Strongly emphasized was turning: turning from, and turning to. Turning from error,  turning to God.

One scripture person who said to do it was John the baptizer (Mt 3:1-2). He prepared a path for the coming Lord and instructed others how to do the same: by “Repent!”ence.

And when He, the Lord, came, what did He preach? “Repent! For the kingdom of heaven is at hand” (Mt 4:17).

Is repentance just a one-time deal, done and done, for good and all? Or do we need to make periodic course corrections, even 180 turn-arounds when we’ve steered way off course? Another definition for repent is “return,” says Strong’s Expanded Dictionary, citing the Prodigal Son as clear example.

At this point yesterday, I remembered Sallie Edwards Turoczi of Trans World Radio speaking of repentance at a women’s retreat, as both the necessary base of a Christian life’s figurative pyramid, and the mortar it needs for all its upward steps to hold together and cling fast to the base.

That made sense to me, for I knew that even with the best intentions I sometimes wander off-course and need drastic course correction—even though it will look like that last track above:

Ridiculous. Laughable.

I also remembered a fellow blogger’s  long-past post in which she told how a view in her rearview mirror reminded her of repentance, and prompted her to make some kind of light-hearted sign, saying “Repent,” which she placed somewhere on her church premises, I think in the building’s basement (though I can’t find that post to verify this).
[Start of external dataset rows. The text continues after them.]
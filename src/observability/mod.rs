// Copyright (c) 2025 Steve Wagner (ciroque@live.com)
// SPDX-License-Identifier: MIT

//! Observability module for structured logging and tracing.
//!
//! Log messages are structs with a `Display` implementation, so message text
//! lives in one place rather than as strings scattered through the code. Each
//! also implements [`messages::StructuredLog`] to emit the same event with
//! structured fields.
//!
//! Messages are organized by subsystem:
//! * `messages::bundle` - bundle loading and inspection
//! * `messages::engine` - pipeline construction and forward passes
//! * `messages::stage` - stage registration, instantiation and execution
//! * `messages::boundary` - runtime lifecycle and C boundary failures
//!
//! # Usage
//!
//! ```rust
//! use stagecraft::observability::messages::StructuredLog;
//! use stagecraft::observability::messages::stage::StageExecutionFailed;
//!
//! let error = stagecraft::errors::StageError::new("bad input");
//! let msg = StageExecutionFailed {
//!     stage: "reverse",
//!     error: &error,
//! };
//!
//! msg.log();
//! ```

pub mod messages;

use tracing_subscriber::EnvFilter;

/// Install a global fmt subscriber filtered by `filter` (`EnvFilter` syntax).
///
/// Safe to call more than once; only the first successful call installs a
/// subscriber. Returns whether this call installed it.
pub fn init_tracing(filter: &str) -> bool {
    let filter = EnvFilter::try_new(filter).unwrap_or_else(|_| EnvFilter::new("info"));
    tracing_subscriber::fmt()
        .with_env_filter(filter)
        .with_target(true)
        .with_thread_ids(true)
        .try_init()
        .is_ok()
}
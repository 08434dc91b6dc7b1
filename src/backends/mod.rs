// Copyright (c) 2025 Steve Wagner (ciroque@live.com)
// SPDX-License-Identifier: MIT

//! Stage implementations.
//!
//! ## Local Backend
//! In-process Rust stages for text manipulation and analysis, registered by
//! [`local::register_builtins`]:
//! - **Text transformation**: case conversion, reversal, prefix/suffix, lexicon substitution
//! - **Text analysis**: token counting
//! - **Plumbing**: concatenation of several inputs, JSON field extraction, passthrough
//!
//! Hosts embedding the runtime register their own stage types next to these.
//!
//! ## Stub Backend (Test-Only)
//! - **FailingStage**: always fails, for failure propagation tests
//! - **RejectingConfigStage**: rejects any configuration
//! - **CountingStage** / **DelayStage**: observe and slow down execution
//!
//! # Examples
//!
//! ```rust
//! use stagecraft::backends::local::list_available_types;
//! use stagecraft::config::StageRegistry;
//!
//! let mut registry = StageRegistry::new();
//! stagecraft::backends::local::register_builtins(&mut registry);
//! assert_eq!(registry.len(), list_available_types().len());
//! ```

pub mod local;
#[cfg(test)]
pub mod stub;
// Copyright (c) 2025 Steve Wagner (ciroque@live.com)
// SPDX-License-Identifier: MIT

use thiserror::Error;

/// Failure reported by a stage, either while configuring or while executing.
///
/// Stages are external collaborators, so the core only carries their message.
#[derive(Debug, Clone, PartialEq, Error)]
#[error("{0}")]
pub struct StageError(pub String);

impl StageError {
    pub fn new(message: impl Into<String>) -> Self {
        Self(message.into())
    }
}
Anyway, wherever she placed it, it drew sour and heated responses! (Maybe the blog post did too, and so she repented writing it? I’ll keep her anonymous, in case.)

However, why would church people, presumably Christians, get so upset about this word?

Methinks it’s because we don’t like to admit error, misstepping. It’s embarrassing. And so is the track record left by such drastic course-changing.

Nevertheless, I read of Paul telling the Christians in Corinth and Galatia to do some repenting, to return to the right way of going, and Christ Himself, through John the Apostle, calling nearly all the seven churches of Revelation to some kind of repentance (Rev 2:5,16,21-22;3:3,19).

So… what if it does leave a silly-looking track record behind? After my snowbound path pondering, I don’t feel as bad about mine.

How about you? Is repentance hard? Embarrassing?

Happy tracking anyway, this winter-wonderful day!


You might also enjoy reading this related post

Wrong Way!

(Talk about embarrassing!)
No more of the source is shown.